Tom J Bechman 1 | Feb 28, 2017
Does this scenario sound familiar? One young farmer related the story recently.
“My dad won’t let me start planting soybeans until other neighbors have planted beans. Our neighbors are mostly old-school and don’t plant soybeans until up in May. Dad says if we plant first like I want to, we will get all of the insects. Is that true? If so, what insects would we most likely get in the soybeans? Most importantly, does it make sense to delay planting soybeans just to avoid these insects?
The panel of Indiana Certified Crop Advisers answering this question this month are: Jesse Grogan, agronomist with LG Seeds, Lafayette; Greg Kneubuhler, owner of G&K Concepts, Harlan; and Tom Stein, manager of the Boswell and Templeton branches for Ceres Solutions.
Here are their thoughts on holding off planting soybeans because of the increased potential for more insects in the field. All three agronomists note that in general, planting soybeans early — from mid-April through early May — tends to provide the largest yield potential.

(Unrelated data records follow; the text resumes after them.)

impl DownloadQueue {
    pub fn new(max_concurrent: u32) -> Self {
        Self {
            tasks: Vec::new(),
            max_concurrent: max_concurrent.max(1),
            revision: 0,
            next_seq: 0,
            completion_notified: HashSet::new(),
            handing_over: HashSet::new(),
            progress_throttle: ProgressThrottle::new(PROGRESS_EMIT_INTERVAL_MS),
        }
    }

    pub fn revision(&self) -> u64 {
        self.revision
    }

    pub fn bump_revision(&mut self) -> u64 {
        self.revision += 1;
        self.revision
    }

    pub fn next_seq(&mut self) -> u64 {
        self.next_seq += 1;
        self.next_seq
    }

    pub fn find(&self, id: Uuid) -> Option<&DownloadTask> {
        self.tasks.iter().find(|t| t.id == id)
    }

    pub fn find_mut(&mut self, id: Uuid) -> Option<&mut DownloadTask> {
        self.tasks.iter_mut().find(|t| t.id == id)
    }

    pub fn in_flight_for_source(&self, source_id: &str) -> Option<Uuid> {
        self.tasks
            .iter()
            .find(|t| t.source_id == source_id && !t.is_terminal())
            .map(|t| t.id)
    }

    pub fn enqueue(
        &mut self,
        request: TrackRequest,
        destination_path: PathBuf,
    ) -> Result<Uuid, QueueError> {
        validate(&request)?;
        if let Some(existing) = self.in_flight_for_source(&request.source_id) {
            return Err(QueueError::Duplicate {
                source_id: request.source_id,
                task_id: existing,
            });
        }
        let id = Uuid::new_v4();
        let seq = self.next_seq();
        self.tasks
            .push(DownloadTask::new(id, request, destination_path, seq));
        self.bump_revision();
        Ok(id)
    }

    pub fn active_count(&self) -> u32 {
        self.tasks.iter().filter(|t| t.status.is_active()).count() as u32
    }

    pub fn has_free_slot(&self) -> bool {
        self.active_count() < self.max_concurrent
    }

    /// Queued tasks, oldest first, limited to the free slots. Retried tasks
    /// the backend already holds take their turn like any other.
    pub fn next_queued_ids(&self) -> Vec<Uuid> {
        let slots = self.max_concurrent.saturating_sub(self.active_count()) as usize;
        if slots == 0 {
            return Vec::new();
        }
        let mut waiting: Vec<&DownloadTask> = self
            .tasks
            .iter()
            .filter(|t| t.status == TaskStatus::Queued && !self.handing_over.contains(&t.id))
            .collect();
        waiting.sort_by_key(|t| t.queue_seq);
        waiting.into_iter().take(slots).map(|t| t.id).collect()
    }

    /// Claims a concurrency slot for the task. A task the backend has not
    /// seen yet is recorded as being handed over until
    /// [`finish_hand_over`](Self::finish_hand_over).
    pub fn mark_admitted(&mut self, id: Uuid) -> Option<Admission> {
        if self.handing_over.contains(&id) {
            return None;
        }
        let task = self.find_mut(id)?;
        if task.status != TaskStatus::Queued {
            return None;
        }
        task.status = TaskStatus::Downloading;
        task.started_at.get_or_insert_with(Utc::now);
        task.refresh_flags();
        if task.submitted {
            self.bump_revision();
            return Some(Admission::Resume);
        }
        let request = EnqueueRequest {
            url: task.url.clone(),
            title: task.title.clone(),
            artist: task.artist.clone(),
            download_path: task.destination_path.to_string_lossy().to_string(),
            task_id: task.id.to_string(),
            quality: task.quality.clone(),
            format: task.format.clone(),
        };
        self.handing_over.insert(id);
        self.bump_revision();
        Some(Admission::Submit(request))
    }

    pub fn is_handing_over(&self, id: Uuid) -> bool {
        self.handing_over.contains(&id)
    }

    /// The backend answered the enqueue call for `id`, either way.
    pub fn finish_hand_over(&mut self, id: Uuid) {
        self.handing_over.remove(&id);
    }

    pub fn mark_submitted(&mut self, id: Uuid, queue_position: Option<u32>) -> bool {
        let Some(task) = self.find_mut(id) else {
            return false;
        };
        task.submitted = true;
        task.queue_position = queue_position;
        self.bump_revision();
        true
    }

    /// Moves a live task to `failed`. Terminal tasks are left alone.
    pub fn mark_failed(&mut self, id: Uuid, error: impl Into<String>) -> bool {
        let Some(task) = self.find_mut(id) else {
            return false;
        };
        if !task.status.can_advance_to(TaskStatus::Failed) {
            return false;
        }
        task.status = TaskStatus::Failed;
        task.error = Some(error.into());
        task.ended_at.get_or_insert_with(Utc::now);
        task.refresh_flags();
        self.bump_revision();
        true
    }

    /// `confirmed` is false when the backend has been asked but has not yet
    /// reported the cancellation itself.
    pub fn mark_cancelled(&mut self, id: Uuid, confirmed: bool) -> bool {
        let Some(task) = self.find_mut(id) else {
            return false;
        };
        if !task.status.can_advance_to(TaskStatus::Cancelled) {
            return false;
        }
        task.status = TaskStatus::Cancelled;
        task.cancel_confirmed = confirmed;
        task.ended_at.get_or_insert_with(Utc::now);
        task.refresh_flags();
        self.touch(id);
        true
    }

    /// Records a local command on the task so that a snapshot requested
    /// before it cannot roll it back.
    pub fn touch(&mut self, id: Uuid) {
        let rev = self.bump_revision();
        if let Some(task) = self.find_mut(id) {
            task.last_push_rev = rev;
        }
    }

    /// Removes terminal tasks of the given kind. `Failed` also takes
    /// cancelled tasks.
    pub fn clear(&mut self, kind: ClearKind) -> usize {
        let before = self.tasks.len();
        self.tasks.retain(|t| match kind {
            ClearKind::Completed => t.status != TaskStatus::Completed,
            ClearKind::Failed => !matches!(t.status, TaskStatus::Failed | TaskStatus::Cancelled),
        });
        let removed = before - self.tasks.len();
        if removed > 0 {
            self.bump_revision();
        }
        removed
    }

    /// True the first time it is called for a completed task id.
    pub fn take_completion_notice(&mut self, id: Uuid) -> bool {
        match self.find(id) {
            Some(t) if t.status == TaskStatus::Completed => self.completion_notified.insert(id),
            _ => false,
        }
    }

    /// Rate limit for publishing plain progress updates. Status changes are
    /// always published.
    pub fn should_publish_progress(&mut self) -> bool {
        self.progress_throttle.should_emit()
    }

    pub fn get_state(&self) -> Vec<DownloadTask> {
        self.tasks.clone()
    }

    pub fn stats(&self) -> Stats {
        Stats::from_tasks(&self.tasks)
    }
}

Grogan: You get the highest yields in soybeans usually by planting in the last week of April into early May. Insects that attack earliest-planted fields are those that overwinter as adults, such as the bean leaf beetle. These insects are effectively controlled by systemic insecticides in seed treatments such as Cruiser and Poncho.

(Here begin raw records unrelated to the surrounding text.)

use trackhaul_core::core::events::EventEmitter;
use trackhaul_core::models::settings::AppSettings;

use crate::storage::config;
use crate::AppState;

pub fn get_settings<E: EventEmitter>(state: &AppState<E>) -> Result<AppSettings, String> {
    Ok(config::load_settings(state.paths.as_ref()))
}

/// Applies a partial JSON patch. Concurrency changes take effect right away;
/// backend address and recovery tuning apply on the next start.
pub async fn update_settings<E: EventEmitter>(
    state: &AppState<E>,
    partial: String,
) -> Result<AppSettings, String> {
    let mut current = config::load_settings(state.paths.as_ref());
    let old_max = current.advanced.max_concurrent_downloads;

    let patch: serde_json::Value =
        serde_json::from_str(&partial).map_err(|e| format!("Invalid JSON: {}", e))?;
    let mut current_val =
        serde_json::to_value(&current).map_err(|e| format!("Serialize: {}", e))?;
    merge_json(&mut current_val, &patch);
    current =
        serde_json::from_value(current_val).map_err(|e| format!("Deserialize: {}", e))?;
    validate(&current)?;
    config::save_settings(state.paths.as_ref(), &current).map_err(|e| format!("Save: {}", e))?;

    if old_max != current.advanced.max_concurrent_downloads {
        state
            .manager
            .set_max_concurrent(current.advanced.max_concurrent_downloads)
            .await
            .map_err(|e| e.to_string())?;
    }

    Ok(current)
}

pub async fn reset_settings<E: EventEmitter>(state: &AppState<E>) -> Result<AppSettings, String> {
    let defaults = AppSettings::default();
    config::save_settings(state.paths.as_ref(), &defaults).map_err(|e| format!("Save: {}", e))?;
    state
        .manager
        .set_max_concurrent(defaults.advanced.max_concurrent_downloads)
        .await
        .map_err(|e| e.to_string())?;
    Ok(defaults)
}

fn validate(settings: &AppSettings) -> Result<(), String> {
    if settings.advanced.max_concurrent_downloads == 0 {
        return Err("max_concurrent_downloads must be at least 1".into());
    }
    let periods = [
        ("reconcile_interval_ms", settings.advanced.reconcile_interval_ms),
        ("health_check_interval_ms", settings.recovery.health_check_interval_ms),
    ];
    for (name, value) in periods {
        if value == 0 {
            return Err(format!("{} must be at least 1", name));
        }
    }
    Ok(())
}

fn merge_json(base: &mut serde_json::Value, patch: &serde_json::Value) {
    let (Some(base_obj), Some(patch_obj)) = (base.as_object_mut(), patch.as_object()) else {
        return;
    };
    for (key, value) in patch_obj {
        if value.is_object() && base_obj.get(key).is_some_and(|v| v.is_object()) {
            if let Some(existing) = base_obj.get_mut(key) {
                merge_json(existing, value);
            }
        } else {
            base_obj.insert(key.clone(), value.clone());
        }
    }
}

#[cfg(test)]
mod tests {
    use super::*;
    use crate::core::test_support::{MockBackend, MockConnector, RecordingEmitter};
    use serde_json::json;
    use std::sync::Arc;
    use trackhaul_core::fs_paths::FixedPaths;

    #[test]
    fn merge_is_deep_and_partial() {
        let mut base = json!({ "advanced": { "max_concurrent_downloads": 3, "reconcile_interval_ms": 5000 }, "schema_version": 1 });
        merge_json(&mut base, &json!({ "advanced": { "max_concurrent_downloads": 5 } }));
        assert_eq!(base["advanced"]["max_concurrent_downloads"], 5);
        assert_eq!(base["advanced"]["reconcile_interval_ms"], 5000);
        assert_eq!(base["schema_version"], 1);
    }

    #[tokio::test]
    async fn update_persists_and_applies_concurrency() {
        let dir = tempfile::tempdir().unwrap();
        let backend = MockBackend::new();
        let state = AppState::from_settings(
            &AppSettings::default(),
            Arc::new(FixedPaths::new(dir.path())),
            MockConnector::new(backend.clone()),
            RecordingEmitter::default(),
        )
        .unwrap();

        let updated = update_settings(
            &state,
            r#"{"advanced":{"max_concurrent_downloads":6},"backend":{"signing_key":"s"}}"#.into(),
        )
        .await
        .unwrap();
        assert_eq!(updated.advanced.max_concurrent_downloads, 6);
        assert_eq!(state.manager.max_concurrent().await, 6);
        assert!(backend.calls().contains(&"settings:6".to_string()));

        let stored = get_settings(&state).unwrap();
        assert_eq!(stored.backend.signing_key, "s");
        assert_eq!(stored.advanced.reconcile_interval_ms, 5000);

        assert!(update_settings(&state, "{oops".into()).await.is_err());
        assert!(update_settings(&state, r#"{"advanced":{"max_concurrent_downloads":0}}"#.into())
            .await
            .is_err());
        let err = update_settings(&state, r#"{"advanced":{"reconcile_interval_ms":0}}"#.into())
            .await
            .unwrap_err();
        assert!(err.contains("reconcile_interval_ms"), "{err}");
        assert!(update_settings(&state, r#"{"recovery":{"health_check_interval_ms":0}}"#.into())
            .await
            .is_err());
        assert_eq!(get_settings(&state).unwrap().advanced.reconcile_interval_ms, 5000);

        let reset = reset_settings(&state).await.unwrap();
        assert_eq!(reset.advanced.max_concurrent_downloads, 3);
        assert_eq!(state.manager.max_concurrent().await, 3);
    }
}
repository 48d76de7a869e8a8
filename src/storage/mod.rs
pub mod config;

Early-planted soybeans are most likely to benefit from a seed-applied insecticide, usually combined with a fungicide package. Rescue insecticide treatments are also an option when insects are identified and causing damage to emerging soybean plants. Do not delay planting to avoid insects. Yield potential from timely planting is more important.
Kneubuhler: The risk of increased insect issues would be a very minor concern of mine relative to planting date. In our opinion, the opportunity of yield improvement by planting early far outweighs the risk of insects.
Typically, the early-planted beans may see higher bean leaf beetle feeding. However, we can handle a fair amount of defoliation that early in the season before warranting any kind of treatment. It’s always good management to have a solid scouting program, but I would never let the threat of insects delay my soybean plantings.
Stein: Yes, that is true that if you have the earliest-planted soybeans in the area, your fields may attract insects early in the season. The first-planted soybeans in the area will be more susceptible to insects that have overwintered such as bean leaf beetles.
I would not delay planting to avoid these insects. What I would do is use an Integrated Pest Management approach as the most economically sound way to protect yield potential while limiting environmental hazards and input costs. An IPM approach utilizes field scouting, pest monitoring, host resistance, biological control and chemical control when thresholds of a pest are reached.